Lang and sairly shall I grieve thee,

Lost, lost Rosabel!

They have giv’n thee to another —

Thou art now his gentle bride;

Had I lov’d thee as a brother,

I might see thee at his side;

But I know with gold they won thee,

And thy trusting heart beguil’d;

Thy mother too, did shun me,

For she knew I lov’d her child.


They have giv’n her to another —

She will love him, so they say;

If her mem’ry do not chide her,

Oh! perhaps, perhaps she may;

But I know that she hath spoken

What she never can forget;

And tho’ my poor heart be broken,

It will love her, love her yet.


Nothing else signed “Sidney” appeared in the magazine.
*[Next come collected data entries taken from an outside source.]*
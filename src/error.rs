//! Error types for `bitknit`

use thiserror::Error;

/// The error type for `bitknit` operations.
///
/// Any error aborts the whole decode: a desynchronized coder state cannot
/// be repaired mid-stream, so there is no partial-success or retry path.
/// On failure the contents of the output buffer are unspecified.
#[non_exhaustive]
#[derive(Error, Debug)]
pub enum Error {
    // ==================== Precondition Errors ====================
    /// The compressed input is too short to hold even the stream magic.
    #[error("compressed input too small: {len} bytes")]
    InputTooSmall {
        /// Length of the compressed input in bytes.
        len: usize,
    },

    /// The caller asked for zero decompressed bytes.
    #[error("decompressed size must be greater than zero")]
    EmptyOutput,

    // ==================== Stream Format Errors ====================
    /// The stream does not start with the `BitKnit` magic word.
    #[error("invalid BitKnit magic: expected 0x75b1, found {found:#06x}")]
    InvalidMagic {
        /// The 16-bit value found where the magic was expected.
        found: u16,
    },

    /// A coded quantum header decoded to a value below the coder's
    /// renormalization threshold.
    #[error("invalid quantum header value: {value:#x}")]
    InvalidQuantumHeader {
        /// The rotated 32-bit header value.
        value: u32,
    },

    /// The interleaved coder states did not flush back to their base
    /// value at a quantum boundary.
    #[error("coder state mismatch at quantum end: state1={state1:#x}, state2={state2:#x}")]
    QuantumStateMismatch {
        /// First coder state at the boundary.
        state1: u32,
        /// Second coder state at the boundary.
        state2: u32,
    },

    // ==================== Bounds Errors ====================
    /// A required read would pass the end of the compressed input.
    #[error("unexpected end of compressed input")]
    UnexpectedEof,

    /// A decoded copy would write past the end of the output buffer.
    #[error("copy of {length} bytes at position {position} exceeds output size {capacity}")]
    OutputOverflow {
        /// Output position where the copy starts.
        position: usize,
        /// Length of the copy in bytes.
        length: usize,
        /// Total output size in bytes.
        capacity: usize,
    },

    /// A decoded match distance is zero or reaches back past the start
    /// of the output produced so far.
    #[error("match distance {distance} invalid at output position {position}")]
    InvalidMatchDistance {
        /// The decoded distance.
        distance: u32,
        /// Output position at the time of the match.
        position: usize,
    },
}

/// A specialized Result type for `bitknit` operations.
pub type Result<T> = std::result::Result<T, Error>;
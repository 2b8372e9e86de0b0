//! `BitKnit` stream decoding: quantum loop, LZ reconstruction, and the
//! public decompression entry points.
//!
//! A stream is a 16-bit magic word followed by a sequence of quanta,
//! each covering up to 64KB of output. A quantum is either stored (a
//! zero marker word, then the bytes verbatim) or coded. Coded quanta
//! interleave literals and matches:
//!
//! - Literals are delta-coded against the byte one last-used copy
//!   distance behind the write position, so runs of nearly-identical
//!   structures (vertex strides, index patterns) collapse onto a few
//!   hot symbols.
//! - Match distances go through an 8-entry recency cache; repeated
//!   offsets, the common case in mesh data, cost one small symbol.
//!
//! Models and the distance cache persist across quanta within one
//! decode call; the coder state pair is rebuilt from each quantum
//! header and must flush back to its base value at the quantum
//! boundary, which doubles as an integrity check on the whole quantum.

use crate::error::{Error, Result};
use crate::model::{LiteralModel, OffsetBitsModel, OffsetLowModel};
use crate::rans::{RansDecoder, WordReader};

// ============================================================================
// Constants
// ============================================================================

/// `BitKnit` stream magic (little-endian).
const BITKNIT_MAGIC: u16 = 0x75b1;

/// Quantum size: each quantum covers up to 64KB of output.
const QUANTUM_SIZE: usize = 0x10000;

// ============================================================================
// Recent-Distance Cache
// ============================================================================

/// Move-to-front cache of the 8 most recent match distances.
///
/// The ranking lives in a 24-bit packed permutation, 3 bits per rank,
/// so reordering is a couple of shifts instead of moving the distances
/// themselves.
struct RecentDistances {
    entries: [u32; 8],
    order: u32,
}

impl RecentDistances {
    fn new() -> Self {
        Self {
            entries: [1; 8],
            order: (1 << 3)
                | (2 << (2 * 3))
                | (3 << (3 * 3))
                | (4 << (4 * 3))
                | (5 << (5 * 3))
                | (6 << (6 * 3))
                | (7 << (7 * 3)),
        }
    }

    /// Fetch the distance ranked `rank` and move its slot to the front.
    fn hit(&mut self, rank: usize) -> u32 {
        let slot = (self.order >> (3 * rank)) & 7;
        let span = (8 << (3 * rank)) - 1;
        self.order = (self.order & !span) | (((self.order << 3) | slot) & span);
        self.entries[slot as usize]
    }

    /// Insert a freshly decoded distance over the two oldest slots: the
    /// second-oldest is demoted into the oldest and then replaced. The
    /// ranking itself does not change.
    fn insert(&mut self, distance: u32) {
        let oldest = (self.order >> 21) & 7;
        let second = (self.order >> 18) & 7;
        self.entries[oldest as usize] = self.entries[second as usize];
        self.entries[second as usize] = distance;
    }
}

// ============================================================================
// Decoder
// ============================================================================

/// All state for one decompression call. Nothing survives across calls.
struct BitknitDecoder<'a> {
    output: &'a mut [u8],
    index: usize,
    literal_models: [LiteralModel; 4],
    offset_low_models: [OffsetLowModel; 4],
    offset_bits_model: OffsetBitsModel,
    recent: RecentDistances,
    last_offset: usize,
}

impl<'a> BitknitDecoder<'a> {
    fn new(output: &'a mut [u8]) -> Self {
        Self {
            output,
            index: 0,
            literal_models: std::array::from_fn(|_| LiteralModel::new()),
            offset_low_models: std::array::from_fn(|_| OffsetLowModel::new()),
            offset_bits_model: OffsetBitsModel::new(),
            recent: RecentDistances::new(),
            last_offset: 1,
        }
    }

    /// Decode one quantum: everything up to the next 64KB output
    /// boundary, or to the end of the output for the final quantum.
    fn decode_quantum(&mut self, stream: &mut WordReader) -> Result<()> {
        let quantum_end = ((self.index & !(QUANTUM_SIZE - 1)) + QUANTUM_SIZE).min(self.output.len());

        // A zero marker word selects a stored quantum.
        if stream.peek()? == 0 {
            stream.pop()?;
            tracing::trace!("stored quantum: {}..{}", self.index, quantum_end);
            let chunk = stream.take(quantum_end - self.index)?;
            self.output[self.index..quantum_end].copy_from_slice(chunk);
            self.index = quantum_end;
            return Ok(());
        }

        let mut rans = RansDecoder::from_header(stream)?;
        tracing::trace!("coded quantum: {}..{}", self.index, quantum_end);

        // Every coded quantum opens with one raw byte pulled straight
        // from the coder state, seeding the delta base for literals.
        self.output[self.index] = rans.pop_raw_bits(stream, 8)? as u8;
        self.index += 1;

        while self.index < quantum_end {
            let model_index = self.index & 3;
            let sym = rans.pop_symbol(&mut self.literal_models[model_index], stream)?;
            if sym < 256 {
                let base = self.output[self.index - self.last_offset];
                self.output[self.index] = base.wrapping_add(sym as u8);
                self.index += 1;
            } else {
                self.decode_copy(stream, &mut rans, sym, model_index)?;
            }
        }

        rans.check_flushed()
    }

    /// Decode a match: length code, then distance, then the copy.
    fn decode_copy(
        &mut self,
        stream: &mut WordReader,
        rans: &mut RansDecoder,
        sym: usize,
        model_index: usize,
    ) -> Result<()> {
        let copy_length = if sym < 288 {
            sym - 254
        } else {
            // Extended lengths carry sym - 287 raw bits.
            let count = (sym - 287) as u32;
            let extra = rans.pop_raw_bits(stream, count)? as usize;
            extra + (1 << count) + 32
        };

        let dist_sym = rans.pop_symbol(&mut self.offset_low_models[model_index], stream)?;
        let distance = if dist_sym < 8 {
            self.recent.hit(dist_sym)
        } else {
            let length_code = rans.pop_symbol(&mut self.offset_bits_model, stream)? as u32;
            let mut bits = rans.pop_raw_bits(stream, length_code & 0xF)?;
            if length_code >= 0x10 {
                // Wide distances carry their low 16 bits as a plain
                // stream word, not through the coder state.
                bits = (bits << 16) | u32::from(stream.pop()?);
            }
            let distance = (32 << length_code) + (bits << 5) + dist_sym as u32 - 39;
            self.recent.insert(distance);
            distance
        };

        if distance == 0 || distance as usize > self.index {
            return Err(Error::InvalidMatchDistance {
                distance,
                position: self.index,
            });
        }
        if copy_length > self.output.len() - self.index {
            return Err(Error::OutputOverflow {
                position: self.index,
                length: copy_length,
                capacity: self.output.len(),
            });
        }

        // Byte-by-byte: source and destination overlap when the
        // distance is shorter than the match.
        for _ in 0..copy_length {
            self.output[self.index] = self.output[self.index - distance as usize];
            self.index += 1;
        }
        self.last_offset = distance as usize;
        Ok(())
    }
}

// ============================================================================
// Entry Points
// ============================================================================

/// Decompress a raw `BitKnit` stream into a caller-provided buffer.
///
/// `output` must be sized to exactly the decompressed length recorded
/// alongside the stream (GR2 section headers carry it). On failure the
/// buffer contents are unspecified; partial writes are not rolled back.
///
/// # Errors
/// Returns an error on truncated input, a bad magic or quantum header,
/// an impossible match distance, a copy past the output end, or a coder
/// state mismatch at a quantum boundary.
pub fn decompress_into(compressed: &[u8], output: &mut [u8]) -> Result<()> {
    if compressed.len() < 2 {
        return Err(Error::InputTooSmall {
            len: compressed.len(),
        });
    }
    if output.is_empty() {
        return Err(Error::EmptyOutput);
    }

    tracing::debug!(
        "BitKnit decompression: {} -> {} bytes",
        compressed.len(),
        output.len()
    );

    let mut stream = WordReader::new(compressed);
    let magic = stream.pop()?;
    if magic != BITKNIT_MAGIC {
        return Err(Error::InvalidMagic { found: magic });
    }

    let mut decoder = BitknitDecoder::new(output);
    while decoder.index < decoder.output.len() {
        decoder.decode_quantum(&mut stream)?;
    }
    Ok(())
}

/// Decompress a raw `BitKnit` stream into a freshly allocated buffer.
///
/// # Errors
/// Returns an error if decompression fails; see [`decompress_into`].
pub fn decompress(compressed: &[u8], decompressed_size: usize) -> Result<Vec<u8>> {
    let mut output = vec![0u8; decompressed_size];
    decompress_into(compressed, &mut output)?;
    Ok(output)
}

#[cfg(test)]
mod tests {
    use super::*;
    use pretty_assertions::assert_eq;

    #[test]
    fn cache_starts_with_unit_distances() {
        for rank in 0..8 {
            let mut cache = RecentDistances::new();
            assert_eq!(cache.hit(rank), 1);
        }
    }

    #[test]
    fn insert_lands_in_the_second_oldest_slot() {
        let mut cache = RecentDistances::new();
        cache.insert(42);
        assert_eq!(cache.entries[6], 42);
        assert_eq!(cache.entries[7], 1);
        // A second insert demotes the first into the oldest slot.
        cache.insert(99);
        assert_eq!(cache.entries[6], 99);
        assert_eq!(cache.entries[7], 42);
        assert_eq!(cache.hit(6), 99);
        // The hit moved that slot to the front.
        assert_eq!(cache.hit(0), 99);
    }

    #[test]
    fn hit_rotates_the_ranking_prefix() {
        let mut cache = RecentDistances::new();
        cache.entries = [10, 11, 12, 13, 14, 15, 16, 17];
        assert_eq!(cache.hit(3), 13);
        // Slot 3 is now ranked first; ranks above the hit are untouched.
        assert_eq!(cache.hit(0), 13);
        assert_eq!((cache.order >> 21) & 7, 7);
        assert_eq!((cache.order >> 18) & 7, 6);
        // The demoted prefix kept its relative order.
        assert_eq!(cache.hit(1), 10);
    }
}
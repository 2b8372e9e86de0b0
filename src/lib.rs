//! # bitknit
//!
//! A pure-Rust, clean-room decoder for raw `BitKnit` streams as stored
//! in Granny2 (GR2) model files.
//!
//! `BitKnit` is an LZ77 codec with adaptive rANS entropy coding: two
//! interleaved coder states, per-symbol adaptive probability models,
//! delta-coded literals, and a move-to-front cache of recent match
//! distances. GR2 sections store these streams raw, with no container
//! framing; the section header supplies the decompressed size, and this
//! crate turns the `(compressed bytes, decompressed size)` pair back
//! into the original bytes.
//!
//! ## Quick Start
//!
//! ```
//! // A stream holding one stored quantum: magic, zero marker, then the
//! // bytes verbatim.
//! let mut stream = vec![0xB1, 0x75, 0x00, 0x00];
//! stream.extend_from_slice(b"hello world");
//!
//! let data = bitknit::decompress(&stream, 11)?;
//! assert_eq!(data, b"hello world");
//! # Ok::<(), bitknit::Error>(())
//! ```
//!
//! Decoding into a caller-owned buffer avoids the allocation:
//!
//! ```
//! # let mut stream = vec![0xB1, 0x75, 0x00, 0x00];
//! # stream.extend_from_slice(b"hello world");
//! let mut buffer = [0u8; 11];
//! bitknit::decompress_into(&stream, &mut buffer)?;
//! assert_eq!(&buffer, b"hello world");
//! # Ok::<(), bitknit::Error>(())
//! ```
//!
//! Decoding is single-shot and self-contained: no state survives across
//! calls, nothing is allocated during the decode itself, and separate
//! calls may run on separate threads freely.

pub mod error;

mod decompress;
mod model;
mod rans;

// Re-exports for convenience
pub use decompress::{decompress, decompress_into};
pub use error::{Error, Result};

pub const VERSION: &str = env!("CARGO_PKG_VERSION");
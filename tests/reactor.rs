//! Integration tests for [`asyncsteps_rt::Reactor`] (spec.md §4.1, P1/P6/I6).

use std::{
    cell::Cell,
    rc::Rc,
    sync::{
        atomic::{AtomicBool, Ordering},
        Arc,
    },
    time::Duration,
};

use asyncsteps_rt::{AsyncSteps, Reactor};

#[test]
fn immediate_callbacks_run_in_fifo_order() {
    let reactor = Reactor::new_external();
    reactor.bind_current_thread();

    let order = Rc::new(std::cell::RefCell::new(Vec::new()));
    for i in 0 .. 5 {
        let order = order.clone();
        reactor.immediate(move || order.borrow_mut().push(i));
    }

    reactor.iterate();
    assert_eq!(*order.borrow(), vec![0, 1, 2, 3, 4]);
}

#[test]
fn cancelling_an_immediate_skips_its_callback() {
    let reactor = Reactor::new_external();
    reactor.bind_current_thread();

    let ran = Rc::new(Cell::new(false));
    let handle = {
        let ran = ran.clone();
        reactor.immediate(move || ran.set(true))
    };

    assert!(reactor.is_valid(handle));
    reactor.cancel(handle);
    assert!(!reactor.is_valid(handle));

    reactor.iterate();
    assert!(!ran.get());
}

#[test]
fn deferred_does_not_fire_before_its_delay_elapses() {
    let reactor = Reactor::new_external();
    reactor.bind_current_thread();

    let fired = Rc::new(Cell::new(false));
    {
        let fired = fired.clone();
        reactor.deferred(Duration::from_millis(150), move || fired.set(true));
    }

    reactor.iterate();
    assert!(!fired.get(), "deferred callback fired before its delay elapsed");

    std::thread::sleep(Duration::from_millis(170));
    reactor.iterate();
    assert!(fired.get(), "deferred callback never fired after its delay elapsed");
}

#[test]
#[should_panic(expected = "below the")]
fn deferred_below_the_minimum_delay_is_fatal() {
    let reactor = Reactor::new_external();
    reactor.bind_current_thread();
    reactor.deferred(Duration::from_millis(1), || {});
}

#[test]
fn a_fired_handle_is_no_longer_valid() {
    let reactor = Reactor::new_external();
    reactor.bind_current_thread();

    let handle = reactor.immediate(|| {});
    reactor.iterate();
    assert!(!reactor.is_valid(handle), "a fired slot's cookie must not validate a stale handle");
}

#[test]
fn a_reused_slot_never_aliases_the_old_handle() {
    let reactor = Reactor::new_external();
    reactor.bind_current_thread();

    let first = reactor.immediate(|| {});
    reactor.iterate();
    // The freed slot is recycled for the next allocation; its cookie must
    // differ so `first` never validates again (I6).
    let second = reactor.immediate(|| {});
    assert!(!reactor.is_valid(first));
    assert!(reactor.is_valid(second));
}

#[test]
fn spawn_runs_a_step_tree_on_its_own_thread_and_shuts_down_on_request() {
    let ran = Arc::new(AtomicBool::new(false));

    let (join, remote) = {
        let ran = ran.clone();
        Reactor::spawn(move |reactor| {
            let steps = AsyncSteps::new(reactor.clone());
            let ran = ran.clone();
            steps.add(
                move |p, _args| {
                    ran.store(true, Ordering::SeqCst);
                    p.success();
                },
                None,
            );
            steps.execute();
        })
        .expect("failed to spawn reactor thread")
    };

    // The spawned thread's own reactor, not this one, drains the step; give
    // it a moment before asking it to stop.
    std::thread::sleep(Duration::from_millis(50));
    remote.shutdown();
    join.join().expect("reactor thread panicked");

    assert!(ran.load(Ordering::SeqCst), "step never ran on the spawned reactor thread");
}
His identity has never been plausibly suggested, nor has that of the lady who gave him the copy of the “Scotch” verses.(1) The names [page 306:] are of little importance, for the magazine occasionally accepted anonymous or pseudonymous contributions from persons of whose names the proprietor admitted he was ignorant.

What is important is that Poe was moved by the poem to write an answer reversing the situation, and that he cast it in a form he considered that of a ballad. The first version is in regular stanzas of six lines, with rhyme scheme a b a a a b. This form is decidedly unusual in English poetry but resembles one — a a a b a b — that Burns used often, notably in “To a Mouse.” The regular “Scottish” form seems not to have been hitherto a subject of comment.

In the first revision Poe made the stanzas of irregular length and in the second revision abandoned the stanzaic form, although he later returned to irregular stanzas.

It is not impossible that Poe had other sources of inspiration besides the “old Scotch ballad.” In a review of William D. Gallagher’s Erato in the Messenger of July 1836, Poe copied three stanzas of “The little ballad ‘They told me not to love him,’ ” of which one seems pertinent.

But they forc’d me to discard him!

Yet I could not cease to love —

For our mutual vows recorded were

By angel hands above.

He left his boyhood’s home, and sought

Forgetfulness afar;

But memory stung him — and he fought,

And fell, in glorious war.

Those who seek for Poe’s personality in all his poems have suggested that “Bridal Ballad” concerns Elmira Shelton, and compare the early “Song” beginning “I saw thee on thy bridal day” — but this has little in common with “Bridal Ballad,” which seems to me a poem of pure literary art. More to the point is A. H. [page 307:] Quinn’s remark (p. 260), that it is the only example in Poe’s poetry of “a lyric in which the speaker is a woman.”


(A) Southern Literary Messenger, January 1837 (3:5); (B) Saturday Evening Post, July 31, 1841; (C) Saturday Museum, March 4, 1843; (D) Broadway Journal, August 2, 1845 (2:58); (E) The Raven and Other Poems (1845), p. 7; (F) J. Lorimer Graham copy of The Raven ... with changes (1849); (G) Works (1850), II, 52-53.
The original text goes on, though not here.